The easiest way to achieve that is to add a RC filter: 15Ω in series
and 4.7μF to ground as shown in Figure 10.
Alternatively, a filter: 33Ω + 2.2μF may be used. However with
this configuration, the minimum supply voltage is 3.15V.
Reading an Angle
Sending a READ ANGLE command through the SPI interface
automatically powers up the chip, drives INT/ high and starts
another angle measurement. The completion of the angle
measurement is indicated by driving the INT/ output low and
clearing the WOW flag in the error status register. The
microcontroller can respond to the interrupt by reading the
angle value from the AS5050A over the SPI interface. (See
Figure 11).
A READ ANGLE command must not be sent while a
measurement is being performed as indicated by INT/ driven
high or WOW = 1.
Reducing the Angle Jitter
The chip only performs a single angle measurement after a
READ ANGLE command is received, after which it returns to
low-power mode, so it is in normal operating mode for only a
very short time (tPwrUp).
The angle jitter can be reduced by averaging several angle
measurements in the microcontroller.
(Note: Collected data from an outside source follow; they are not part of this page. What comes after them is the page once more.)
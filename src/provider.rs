//! Access to the file behind a transfer.
//!
//! One provider type serves both sides of a transfer. A consuming provider
//! builds a download up in a sparse file and gates reads on its chunk map; a
//! producing provider serves a complete file and considers every chunk present.

use crate::block::{BlockMap, BLOCK_SIZE, CHUNK_SIZE};
use crate::chunk_map::{self, ChunkMap};
use crate::distributor::ChunkDistributor;
use crate::error::{Result, TransferError};
use crate::hash::ChunkChecksum;
use crate::sparse::allocate_sparse;
use bytes::Bytes;
use fs2::FileExt;
use std::cell::OnceCell;
use std::collections::HashMap;
use std::fs::File;
use std::io::{self, Read, Seek, SeekFrom, Write};
use std::path::{Path, PathBuf};
use std::time::Instant;
use tracing::{debug, error, trace, warn};

#[derive(Debug)]
pub struct FileProvider {
    path: PathBuf,
    file: Option<File>,
    file_size: u64,
    role: Role,
}

#[derive(Debug)]
enum Role {
    Consuming(Consuming),
    Producing(Producing),
}

#[derive(Debug)]
struct Consuming {
    id: u64,
    chunk_map: ChunkMap,
    distributor: ChunkDistributor,
    // Only chunks with data in flight have an entry.
    blocks: HashMap<u32, BlockMap>,
    completed_bytes: u64,
}

#[derive(Debug, Default)]
struct Producing {
    chunk_map: OnceCell<ChunkMap>,
}

impl FileProvider {
    /// A download target of `file_size` bytes at `path`, optionally resuming
    /// from a previously saved chunk map.
    pub fn for_download(
        id: u64,
        path: PathBuf,
        file_size: u64,
        chunk_map: Option<ChunkMap>,
        distributor: ChunkDistributor,
    ) -> Self {
        let n_chunks = chunk_map::chunk_count(file_size);
        let chunk_map = chunk_map::fit(chunk_map.unwrap_or_default(), n_chunks);
        let completed_bytes = chunk_map
            .iter_ones()
            .map(|index| chunk_map::chunk_len(file_size, index as u32))
            .sum();

        Self {
            path,
            file: None,
            file_size,
            role: Role::Consuming(Consuming {
                id,
                chunk_map,
                distributor,
                blocks: HashMap::new(),
                completed_bytes,
            }),
        }
    }

    /// A complete file served to others. Its size is read when opening.
    pub fn for_upload(path: PathBuf) -> Self {
        Self {
            path,
            file: None,
            file_size: 0,
            role: Role::Producing(Producing::default()),
        }
    }

    pub fn open(&mut self) -> Result<()> {
        if self.file.is_some() {
            return Ok(());
        }
        let file = match &mut self.role {
            Role::Consuming(_) => {
                let file = allocate_sparse(&self.path, self.file_size)?;
                FileExt::try_lock_exclusive(&file)?;
                file
            }
            Role::Producing(producing) => {
                let file = File::open(&self.path)?;
                FileExt::try_lock_shared(&file)?;
                self.file_size = file.metadata()?.len();
                producing.chunk_map = OnceCell::new();
                file
            }
        };
        self.file = Some(file);
        Ok(())
    }

    pub fn is_open(&self) -> bool {
        self.file.is_some()
    }

    /// Reads at most one block. A short or empty result means end of file.
    pub fn read(&self, offset: u64, size: usize) -> Result<Bytes> {
        if size as u64 > BLOCK_SIZE {
            return Err(TransferError::ReadTooLarge(size));
        }
        let file = self.file.as_ref().ok_or(TransferError::NotOpen)?;
        if offset >= self.file_size || size == 0 {
            return Ok(Bytes::new());
        }
        if let Role::Consuming(consuming) = &self.role {
            if !consuming.range_available(offset, size as u64, self.file_size) {
                return Err(TransferError::NotAvailable { offset, size });
            }
        }
        let mut buf = vec![0u8; size];
        let n = read_at(file, offset, &mut buf)?;
        buf.truncate(n);
        Ok(Bytes::from(buf))
    }

    /// Writes received data and updates block and chunk completion.
    pub fn write(&mut self, offset: u64, data: &[u8]) -> Result<()> {
        let Role::Consuming(consuming) = &mut self.role else {
            return Err(TransferError::ReadOnly);
        };
        if offset % BLOCK_SIZE != 0 {
            return Err(TransferError::MisalignedOffset(offset));
        }
        if offset + data.len() as u64 > self.file_size {
            return Err(TransferError::OutOfRange {
                offset,
                size: data.len(),
                file_size: self.file_size,
            });
        }
        let file = self.file.as_ref().ok_or(TransferError::NotOpen)?;

        let mut written = 0usize;
        while written < data.len() {
            let position = offset + written as u64;
            let chunk = (position / CHUNK_SIZE) as u32;
            let chunk_end = (chunk as u64 + 1) * CHUNK_SIZE;
            let len = ((chunk_end - position) as usize).min(data.len() - written);
            let segment = &data[written..written + len];
            written += len;

            if consuming.chunk_map[chunk as usize] {
                trace!(chunk, position, "ignoring data for a completed chunk");
                continue;
            }
            write_all_at(file, position, segment)?;

            let file_size = self.file_size;
            let blocks = consuming
                .blocks
                .entry(chunk)
                .or_insert_with(|| BlockMap::new(chunk_map::chunk_len(file_size, chunk)));
            blocks.mark_written(position, len as u64)?;
            if blocks.is_complete() {
                debug!(chunk, path = %self.path.display(), "chunk complete");
                consuming.blocks.remove(&chunk);
                consuming.chunk_map.set(chunk as usize, true);
                consuming.completed_bytes += chunk_map::chunk_len(file_size, chunk);
            }
        }
        Ok(())
    }

    pub fn close(&mut self) {
        if let Some(file) = self.file.take() {
            if let Err(e) = file.sync_all() {
                warn!("Failed to flush file {}: {}", self.path.display(), e);
            }
            if let Err(e) = FileExt::unlock(&file) {
                error!("Failed to unlock file {} properly: {}", self.path.display(), e);
            }
        }
    }

    /// Closes and removes the backing file, discarding a partial download.
    pub fn close_and_delete(&mut self) -> Result<()> {
        if matches!(self.role, Role::Producing(_)) {
            return Err(TransferError::ReadOnly);
        }
        self.close();
        match std::fs::remove_file(&self.path) {
            Ok(()) => Ok(()),
            Err(e) if e.kind() == io::ErrorKind::NotFound => Ok(()),
            Err(e) => Err(e.into()),
        }
    }

    pub fn chunk_map(&self) -> ChunkMap {
        match &self.role {
            Role::Consuming(consuming) => consuming.chunk_map.clone(),
            Role::Producing(producing) => producing
                .chunk_map
                .get_or_init(|| chunk_map::full(self.chunk_count()))
                .clone(),
        }
    }

    /// Next chunk to ask from a peer whose chunk map is `remote`.
    pub fn needed_chunk(&mut self, remote: &ChunkMap, now: Instant) -> Option<u32> {
        match &mut self.role {
            Role::Consuming(consuming) => consuming
                .distributor
                .next_chunk(&consuming.chunk_map, remote, now),
            Role::Producing(_) => None,
        }
    }

    /// Makes an in-flight chunk eligible again.
    pub fn release_chunk(&mut self, chunk: u32) {
        if let Role::Consuming(consuming) = &mut self.role {
            consuming.distributor.release(chunk);
        }
    }

    pub fn has_chunk(&self, index: u32) -> bool {
        match &self.role {
            Role::Consuming(consuming) => chunk_map::has(&consuming.chunk_map, index as usize),
            Role::Producing(_) => (index as usize) < self.chunk_count(),
        }
    }

    pub fn is_complete(&self) -> bool {
        match &self.role {
            Role::Consuming(consuming) => consuming.chunk_map.all(),
            Role::Producing(_) => true,
        }
    }

    pub fn bytes_written(&self) -> u64 {
        match &self.role {
            Role::Consuming(consuming) => {
                let in_flight: u64 = consuming
                    .blocks
                    .iter()
                    .map(|(&chunk, blocks)| {
                        (blocks.written_blocks() as u64 * BLOCK_SIZE)
                            .min(chunk_map::chunk_len(self.file_size, chunk))
                    })
                    .sum();
                consuming.completed_bytes + in_flight
            }
            Role::Producing(_) => 0,
        }
    }

    /// Checksum of the chunk starting at `offset`. Only complete files can answer.
    pub fn compute_hash(&self, offset: u64) -> Result<ChunkChecksum> {
        if matches!(self.role, Role::Consuming(_)) {
            return Err(TransferError::ChecksumUnavailable);
        }
        self.hash_range(offset)
    }

    /// Compares a locally completed chunk with the checksum reported by a peer.
    pub fn verify_chunk(&self, index: u32, expected: &ChunkChecksum) -> Result<bool> {
        if !self.has_chunk(index) {
            return Err(TransferError::ChunkIncomplete(index));
        }
        let actual = self.hash_range(index as u64 * CHUNK_SIZE)?;
        Ok(actual == *expected)
    }

    /// Forgets a completed chunk so that it gets downloaded again.
    pub fn invalidate_chunk(&mut self, index: u32) {
        if let Role::Consuming(consuming) = &mut self.role {
            if chunk_map::has(&consuming.chunk_map, index as usize) {
                consuming.chunk_map.set(index as usize, false);
                consuming.completed_bytes -= chunk_map::chunk_len(self.file_size, index);
            }
            consuming.blocks.remove(&index);
            consuming.distributor.release(index);
            consuming.distributor.reset_cursor();
        }
    }

    fn hash_range(&self, offset: u64) -> Result<ChunkChecksum> {
        let file = self.file.as_ref().ok_or(TransferError::NotOpen)?;
        if offset >= self.file_size {
            return Err(TransferError::OutOfRange {
                offset,
                size: 0,
                file_size: self.file_size,
            });
        }
        let len = (self.file_size - offset).min(CHUNK_SIZE) as usize;
        let mut buf = vec![0u8; len];
        let n = read_at(file, offset, &mut buf)?;
        Ok(ChunkChecksum::of(&buf[..n]))
    }

    pub fn chunk_count(&self) -> usize {
        chunk_map::chunk_count(self.file_size)
    }

    pub fn file_size(&self) -> u64 {
        self.file_size
    }

    pub fn path(&self) -> &Path {
        &self.path
    }

    /// Download id, for consuming providers.
    pub fn id(&self) -> Option<u64> {
        match &self.role {
            Role::Consuming(consuming) => Some(consuming.id),
            Role::Producing(_) => None,
        }
    }

    pub fn is_consuming(&self) -> bool {
        matches!(self.role, Role::Consuming(_))
    }
}

impl Consuming {
    fn range_available(&self, offset: u64, size: u64, file_size: u64) -> bool {
        let end = (offset + size).min(file_size);
        let first = (offset / CHUNK_SIZE) as usize;
        let last = ((end - 1) / CHUNK_SIZE) as usize;
        (first..=last).all(|chunk| chunk_map::has(&self.chunk_map, chunk))
    }
}

impl Drop for FileProvider {
    fn drop(&mut self) {
        self.close();
    }
}

fn read_at(mut file: &File, offset: u64, buf: &mut [u8]) -> io::Result<usize> {
    file.seek(SeekFrom::Start(offset))?;
    let mut filled = 0;
    while filled < buf.len() {
        match file.read(&mut buf[filled..]) {
            Ok(0) => break,
            Ok(n) => filled += n,
            Err(e) if e.kind() == io::ErrorKind::Interrupted => continue,
            Err(e) => return Err(e),
        }
    }
    Ok(filled)
}

fn write_all_at(mut file: &File, offset: u64, data: &[u8]) -> io::Result<()> {
    file.seek(SeekFrom::Start(offset))?;
    file.write_all(data)
}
For example, an
averaging of four samples reduces the jitter by 6dB (50%).
Operating Modes
After a READ ANGLE command is sent, the angle is measured
and internal calculations are started. During this time (normal
operating mode) the INT/ output is high until the device finishes
the calculations and a second READ ANGLE command may not
be sent.
After the INT/ output is driven low the device goes into
low-power mode. If the microcontroller doesn't monitor the
INT/ output a minimum guard time (treadout) must be inserted
before the next READ ANGLE command can be sent.
After startup the AS5050A has higher power consumption than
during low-power mode. When the POR cell is deactivated the
chip uses less current during low-power mode (see POR OFF
Register).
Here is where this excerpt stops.